Durante as discussões, Dino ressaltou que as bets são uma forma de jogo de azar e que não podem ser tratadas à parte. O relator, ministro Luiz Fux, inicialmente propôs que o julgamento se concentrasse apenas no artigo 50 da Lei das Contravenções Penais de 1941, que proíbe a exploração de jogos de azar em locais acessíveis ao público.
"‘Se jogo de azar é contravenção, bet também é? Temos que explicar isso’

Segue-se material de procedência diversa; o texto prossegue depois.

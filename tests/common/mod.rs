// SPDX-License-Identifier: MIT
// Copyright 2026 Roland Dreier <roland@rolandd.dev>

use async_trait::async_trait;
use chrono::{DateTime, Utc};
use planmate_functions::config::Config;
use planmate_functions::db::{ActivityRange, FirestoreDb, MemoryStore, TaskStore};
use planmate_functions::error::AppError;
use planmate_functions::models::{Achievement, Activity, Project, Task, User};
use planmate_functions::routes::create_router;
use planmate_functions::services::{Notifier, PushDispatcher, PushError, PushPayload};
use planmate_functions::AppState;
use std::sync::{Arc, Mutex};

/// Check if emulator is available via environment variable.
#[allow(dead_code)]
pub fn emulator_available() -> bool {
    std::env::var("FIRESTORE_EMULATOR_HOST").is_ok()
}

/// Skip test with message if emulator not available.
#[macro_export]
macro_rules! require_emulator {
    () => {
        if !crate::common::emulator_available() {
            eprintln!("⚠️  Skipping: FIRESTORE_EMULATOR_HOST not set");
            return;
        }
    };
}

/// Create a test database connection.
#[allow(dead_code)]
pub async fn test_db() -> FirestoreDb {
    FirestoreDb::new("test-project")
        .await
        .expect("Failed to connect to Firestore emulator")
}

/// Parse an RFC 3339 string into UTC.
#[allow(dead_code)]
pub fn parse_time(s: &str) -> DateTime<Utc> {
    DateTime::parse_from_rfc3339(s)
        .expect("valid RFC 3339")
        .with_timezone(&Utc)
}

// ─── Push recording ──────────────────────────────────────────

/// Dispatcher that records every send instead of delivering it.
#[derive(Default)]
pub struct RecordingDispatcher {
    sent: Mutex<Vec<(String, PushPayload)>>,
    fail: bool,
}

#[allow(dead_code)]
impl RecordingDispatcher {
    pub fn new() -> Self {
        Self::default()
    }

    /// A dispatcher whose every send fails (after being recorded).
    pub fn failing() -> Self {
        Self {
            sent: Mutex::new(Vec::new()),
            fail: true,
        }
    }

    pub fn sent(&self) -> Vec<(String, PushPayload)> {
        self.sent.lock().unwrap().clone()
    }

    pub fn payloads(&self) -> Vec<PushPayload> {
        self.sent().into_iter().map(|(_, p)| p).collect()
    }
}

#[async_trait]
impl PushDispatcher for RecordingDispatcher {
    async fn send(&self, token: &str, payload: &PushPayload) -> Result<String, PushError> {
        let mut sent = self.sent.lock().unwrap();
        sent.push((token.to_string(), payload.clone()));
        if self.fail {
            return Err(PushError::Api {
                status: 404,
                body: "UNREGISTERED".to_string(),
            });
        }
        Ok(format!("projects/test-project/messages/{}", sent.len()))
    }
}

// ─── Store with injected failures ────────────────────────────

/// Memory store wrapper whose project queries fail.
#[allow(dead_code)]
pub struct BrokenProjectsStore {
    pub inner: Arc<MemoryStore>,
}

#[async_trait]
impl TaskStore for BrokenProjectsStore {
    async fn get_user(&self, user_id: &str) -> Result<Option<User>, AppError> {
        self.inner.get_user(user_id).await
    }

    async fn list_users(&self, offset: u32, limit: u32) -> Result<Vec<User>, AppError> {
        self.inner.list_users(offset, limit).await
    }

    async fn get_tasks_for_user(&self, user_id: &str) -> Result<Vec<Task>, AppError> {
        self.inner.get_tasks_for_user(user_id).await
    }

    async fn count_completed_since(
        &self,
        user_id: &str,
        since: DateTime<Utc>,
    ) -> Result<u32, AppError> {
        self.inner.count_completed_since(user_id, since).await
    }

    async fn count_created_since(
        &self,
        user_id: &str,
        since: DateTime<Utc>,
    ) -> Result<u32, AppError> {
        self.inner.count_created_since(user_id, since).await
    }

    async fn get_project_tasks(
        &self,
        _user_id: &str,
        _project_id: &str,
    ) -> Result<Vec<Task>, AppError> {
        Err(AppError::Database("projects unavailable".to_string()))
    }

    async fn get_project(&self, _project_id: &str) -> Result<Option<Project>, AppError> {
        Err(AppError::Database("projects unavailable".to_string()))
    }

    async fn find_activities_before(
        &self,
        cutoff: &str,
        limit: u32,
    ) -> Result<Vec<Activity>, AppError> {
        self.inner.find_activities_before(cutoff, limit).await
    }

    async fn delete_activities(&self, ids: &[String]) -> Result<(), AppError> {
        self.inner.delete_activities(ids).await
    }

    async fn count_activities(&self, range: ActivityRange<'_>) -> Result<u64, AppError> {
        self.inner.count_activities(range).await
    }

    async fn add_achievement(&self, achievement: &Achievement) -> Result<(), AppError> {
        self.inner.add_achievement(achievement).await
    }
}

// ─── Fixtures ────────────────────────────────────────────────

/// Everything a test needs to seed data and observe sends.
#[allow(dead_code)]
pub struct TestEnv {
    pub store: Arc<MemoryStore>,
    pub push: Arc<RecordingDispatcher>,
    pub notifier: Notifier,
}

#[allow(dead_code)]
impl TestEnv {
    pub fn new() -> Self {
        Self::with_dispatcher(RecordingDispatcher::new())
    }

    pub fn with_dispatcher(push: RecordingDispatcher) -> Self {
        let store = Arc::new(MemoryStore::new());
        let push = Arc::new(push);
        let notifier = Notifier::new(store.clone(), push.clone());
        Self {
            store,
            push,
            notifier,
        }
    }
}

#[allow(dead_code)]
pub fn user(id: &str, token: Option<&str>, last_sign_in: Option<DateTime<Utc>>) -> User {
    User {
        id: id.to_string(),
        last_sign_in,
        fcm_token: token.map(str::to_string),
    }
}

#[allow(dead_code)]
pub fn pending_task(id: &str, user_id: &str) -> Task {
    Task {
        id: id.to_string(),
        user_id: user_id.to_string(),
        ..Default::default()
    }
}

#[allow(dead_code)]
pub fn done_task(id: &str, user_id: &str, completed_at: DateTime<Utc>) -> Task {
    Task {
        id: id.to_string(),
        user_id: user_id.to_string(),
        is_done: true,
        completed_at: Some(completed_at),
        ..Default::default()
    }
}

#[allow(dead_code)]
pub fn activity(id: &str, timestamp: &str) -> Activity {
    Activity {
        id: id.to_string(),
        timestamp: timestamp.to_string(),
    }
}

/// Create a test app over an in-memory store and a recording dispatcher.
/// Returns the router, the shared state and the test environment.
#[allow(dead_code)]
pub fn create_test_app() -> (axum::Router, Arc<AppState>, TestEnv) {
    let env = TestEnv::new();
    let state = Arc::new(AppState::new(
        Config::test_default(),
        env.store.clone(),
        env.push.clone(),
    ));
    (create_router(state.clone()), state, env)
}

/// Create a test JWT token.
#[allow(dead_code)]
pub fn create_test_jwt(user_id: &str, admin: bool) -> String {
    planmate_functions::middleware::auth::create_jwt(
        user_id,
        admin,
        &Config::test_default().jwt_signing_key,
    )
    .unwrap()
}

A Lei de 1941 classifica a exploração de jogos de azar como uma contravenção penal, sujeita a pena de prisão simples e multa. O debate no Supremo envolve se essa proibição foi ou não absorvida pela Constituição de 1988, que garante a liberdade de iniciativa e outros direitos.
O tema em análise possui repercussão geral no STF, impactando 2.728 processos que estão suspensos, aguardando uma definição sobre a legalidade dos jogos de azar.
Antes do pedido de vista, o ministro Fux já havia votado pela manutenção da proibição de jogos de azar, citando uma ‘estrutura de sedução’ que induz os apostadores a continuarem jogando. Dino, embora concordasse com a validade da proibição, pediu que o STF esclareça como isso se relaciona com as apostas regulamentadas, como as bets.
Dino sugeriu também que a nova tese do Supremo estabeleça diretrizes, como a destinação de parte da arrecadação das apostas para o SUS, além de restrições à publicidade voltada ao público jovem.
A decisão de analisar os processos de forma conjunta poderá não apenas esclarecer questões sobre a proibição, mas também estabelecer limites para as apostas legalmente autorizadas.